→ Aim of the exercise
Send back exactly the lines from the opening line of the records below through the one with "fn new(backend: &LocalBackend, seed: u64)".

START Provided records

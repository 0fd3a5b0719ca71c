//! End-to-end tests: App + Bridge driving the in-process backend.
//!
//! Each "actor" is an App/Bridge pair sharing one backend, which exercises
//! the full round trip: intent, request, realtime echo, rendered state.

use std::sync::Arc;
use std::time::Duration;

use whisper_app::{App, AppAction, AppEvent, Bridge, Screen};
use whisper_backend::LocalBackend;
use whisper_client::{FileUpload, SessionEvent};
use whisper_core::env::SimEnv;
use whisper_core::{MediaKind, MessageBody, Room};

struct Actor {
    app: App<SimEnv>,
    bridge: Bridge<SimEnv>,
}

impl Actor {
    fn new(backend: &LocalBackend, seed: u64) -> Self {
        let env = SimEnv::with_seed(seed);
        Self {
            app: App::new(env.clone()),
            bridge: Bridge::new(Arc::new(backend.clone()), env),
        }
    }

    async fn sign_up(&mut self, email: &str) {
        let actions = self.app.sign_up(email, "secret123");
        self.drive(actions).await;
        assert_eq!(self.app.screen(), Screen::Lobby, "sign-up should land in the lobby");
    }

    /// Execute actions through the bridge, feeding completions back into the
    /// app until it goes quiet.
    async fn drive(&mut self, actions: Vec<AppAction>) {
        let mut pending = actions;
        while !pending.is_empty() {
            for action in std::mem::take(&mut pending) {
                if matches!(action, AppAction::Render | AppAction::Quit) {
                    continue;
                }
                for event in self.bridge.execute(action).await {
                    pending.extend(self.app.handle(event));
                }
            }
        }
    }

    /// Drain whatever the realtime channel currently has buffered.
    async fn pump(&mut self) {
        while self.bridge.has_channel() {
            match tokio::time::timeout(
                Duration::from_millis(50),
                self.bridge.next_channel_event(),
            )
            .await
            {
                Ok(Some(event)) => {
                    let actions = self.app.handle(Bridge::<SimEnv>::channel_event(event));
                    self.drive(actions).await;
                },
                Ok(None) => {
                    self.bridge.drop_channel();
                },
                Err(_) => break,
            }
        }
    }

    async fn create_room(&mut self, name: &str, password: &str) -> Room {
        let actions = self.app.create_room(name, password);
        self.drive(actions).await;
        self.app
            .rooms()
            .iter()
            .find(|r| r.name == name)
            .cloned()
            .unwrap_or_else(|| panic!("room {name} missing after create"))
    }

    async fn enter_room(&mut self, room: &Room, password: &str) {
        let actions = self.app.join_room(room.id, password);
        self.drive(actions).await;
        self.pump().await;
    }
}

#[tokio::test]
async fn create_then_join_with_correct_password() {
    let backend = LocalBackend::new();
    let mut alice = Actor::new(&backend, 1);
    let mut bob = Actor::new(&backend, 2);

    alice.sign_up("alice@x.com").await;
    let room = alice.create_room("Study", "p1").await;

    bob.sign_up("bob@x.com").await;
    let refresh = bob.app.refresh_rooms();
    bob.drive(refresh).await;

    bob.enter_room(&room, "p1").await;

    assert_eq!(bob.app.screen(), Screen::Chat);
    let chat = bob.app.chat().expect("chat session");
    assert!(chat.is_attached());
    assert_eq!(chat.room().map(|r| r.name.as_str()), Some("Study"));
}

#[tokio::test]
async fn wrong_password_is_rejected_without_navigation() {
    let backend = LocalBackend::new();
    let mut alice = Actor::new(&backend, 1);
    let mut bob = Actor::new(&backend, 2);

    alice.sign_up("alice@x.com").await;
    let room = alice.create_room("Study", "p1").await;

    bob.sign_up("bob@x.com").await;
    let refresh = bob.app.refresh_rooms();
    bob.drive(refresh).await;

    let actions = bob.app.join_room(room.id, "p2");
    bob.drive(actions).await;

    assert_eq!(bob.app.screen(), Screen::Lobby, "rejected join must not navigate");
    assert_eq!(bob.app.status_message(), Some("Incorrect password"));
}

#[tokio::test]
async fn sent_message_appears_only_via_the_echo() {
    let backend = LocalBackend::new();
    let mut alice = Actor::new(&backend, 1);

    alice.sign_up("alice@x.com").await;
    let room = alice.create_room("Study", "p1").await;
    alice.enter_room(&room, "p1").await;

    let actions = alice.app.handle(AppEvent::Session(SessionEvent::DraftChanged("hi all".into())));
    alice.drive(actions).await;
    let actions = alice.app.handle(AppEvent::Session(SessionEvent::Submit));
    alice.drive(actions).await;

    // No optimistic insert: the draft is gone but the feed is still empty
    let chat = alice.app.chat().expect("chat session");
    assert_eq!(chat.draft(), "");
    assert!(chat.messages().is_empty());

    alice.pump().await;

    let chat = alice.app.chat().expect("chat session");
    assert_eq!(chat.messages().len(), 1);
    assert_eq!(chat.messages()[0].body, MessageBody::Text { content: "hi all".into() });
}

#[tokio::test]
async fn history_loads_before_realtime_arrivals() {
    let backend = LocalBackend::new();
    let mut alice = Actor::new(&backend, 1);
    let mut bob = Actor::new(&backend, 2);

    alice.sign_up("alice@x.com").await;
    let room = alice.create_room("Study", "p1").await;
    alice.enter_room(&room, "p1").await;

    for text in ["one", "two"] {
        let actions =
            alice.app.handle(AppEvent::Session(SessionEvent::DraftChanged(text.into())));
        alice.drive(actions).await;
        let actions = alice.app.handle(AppEvent::Session(SessionEvent::Submit));
        alice.drive(actions).await;
    }
    alice.pump().await;

    // Bob cold-starts after the first two messages exist
    bob.sign_up("bob@x.com").await;
    let refresh = bob.app.refresh_rooms();
    bob.drive(refresh).await;
    bob.enter_room(&room, "p1").await;

    let texts = |app: &App<SimEnv>| -> Vec<String> {
        app.chat()
            .map(|c| {
                c.messages()
                    .iter()
                    .map(|m| match &m.body {
                        MessageBody::Text { content } => content.clone(),
                        MessageBody::Media { file_name, .. } => file_name.clone(),
                    })
                    .collect()
            })
            .unwrap_or_default()
    };
    assert_eq!(texts(&bob.app), ["one", "two"]);

    // A third message arrives live and lands after the history
    let actions = alice.app.handle(AppEvent::Session(SessionEvent::DraftChanged("three".into())));
    alice.drive(actions).await;
    let actions = alice.app.handle(AppEvent::Session(SessionEvent::Submit));
    alice.drive(actions).await;
    bob.pump().await;

    assert_eq!(texts(&bob.app), ["one", "two", "three"]);
}

#[tokio::test]
async fn typing_indicator_tracks_edges_and_clears_on_message() {
    let backend = LocalBackend::new();
    let mut alice = Actor::new(&backend, 1);
    let mut bob = Actor::new(&backend, 2);

    alice.sign_up("alice@x.com").await;
    let room = alice.create_room("Study", "p1").await;
    alice.enter_room(&room, "p1").await;

    bob.sign_up("bob@x.com").await;
    let refresh = bob.app.refresh_rooms();
    bob.drive(refresh).await;
    bob.enter_room(&room, "p1").await;
    alice.pump().await;

    // Bob starts typing; alice sees it
    let actions = bob.app.handle(AppEvent::Session(SessionEvent::DraftChanged("h".into())));
    bob.drive(actions).await;
    alice.pump().await;
    let chat = alice.app.chat().expect("chat session");
    assert_eq!(chat.typing_others(), ["bob@x.com"]);

    // Bob sends; the message arrival clears the flag on alice's side
    let actions = bob.app.handle(AppEvent::Session(SessionEvent::Submit));
    bob.drive(actions).await;
    alice.pump().await;
    let chat = alice.app.chat().expect("chat session");
    assert!(chat.typing_others().is_empty());
    assert_eq!(chat.messages().len(), 1);
}

#[tokio::test]
async fn upload_produces_room_scoped_object_and_image_message() {
    let backend = LocalBackend::new();
    let mut alice = Actor::new(&backend, 1);

    alice.sign_up("alice@x.com").await;
    let room = alice.create_room("r1", "p1").await;
    alice.enter_room(&room, "p1").await;

    let file = FileUpload {
        name: "cat.png".into(),
        media_type: "image/png".into(),
        data: vec![0xCA; 32],
    };
    let actions = alice.app.handle(AppEvent::Session(SessionEvent::FileSelected(file)));
    alice.drive(actions).await;
    alice.pump().await;

    let chat = alice.app.chat().expect("chat session");
    assert_eq!(chat.messages().len(), 1);
    let MessageBody::Media { kind, url, file_name } = &chat.messages()[0].body else {
        panic!("expected a media message");
    };
    assert_eq!(*kind, MediaKind::Image);
    assert_eq!(file_name, "cat.png");
    assert!(url.starts_with(&format!("local://chat_media/{}/", room.id)));
    assert!(url.ends_with(".png"));

    // The stored object sits under the room prefix with the new name
    let path = url.trim_start_matches("local://chat_media/");
    assert!(backend.has_object(path));
    assert!(!chat.is_uploading(), "upload flag should clear once settled");
}

#[tokio::test]
async fn leaving_the_room_removes_the_presence_entry() {
    let backend = LocalBackend::new();
    let mut alice = Actor::new(&backend, 1);
    let mut bob = Actor::new(&backend, 2);

    alice.sign_up("alice@x.com").await;
    let room = alice.create_room("Study", "p1").await;
    alice.enter_room(&room, "p1").await;

    bob.sign_up("bob@x.com").await;
    let refresh = bob.app.refresh_rooms();
    bob.drive(refresh).await;
    bob.enter_room(&room, "p1").await;
    alice.pump().await;

    let chat = alice.app.chat().expect("chat session");
    assert_eq!(chat.participants().len(), 2);

    let actions = bob.app.leave_room();
    bob.drive(actions).await;
    alice.pump().await;

    assert_eq!(bob.app.screen(), Screen::Lobby);
    let chat = alice.app.chat().expect("chat session");
    assert_eq!(chat.participants().len(), 1, "bob's entry must vanish on close");
}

END Provided records

→ Your response
repository 0fd3a5b0719ca71c
//! End-to-end tests: App + Bridge driving the in-process backend.
//!
//! Each "actor" is an App/Bridge pair sharing one backend, which exercises
//! the full round trip: intent, request, realtime echo, rendered state.

use std::sync::Arc;
use std::time::Duration;

use whisper_app::{App, AppAction, AppEvent, Bridge, Screen};
use whisper_backend::LocalBackend;
use whisper_client::{FileUpload, SessionEvent};
use whisper_core::env::SimEnv;
use whisper_core::{MediaKind, MessageBody, Room};

struct Actor {
    app: App<SimEnv>,
    bridge: Bridge<SimEnv>,
}

impl Actor {
    fn new(backend: &LocalBackend, seed: u64) -> Self {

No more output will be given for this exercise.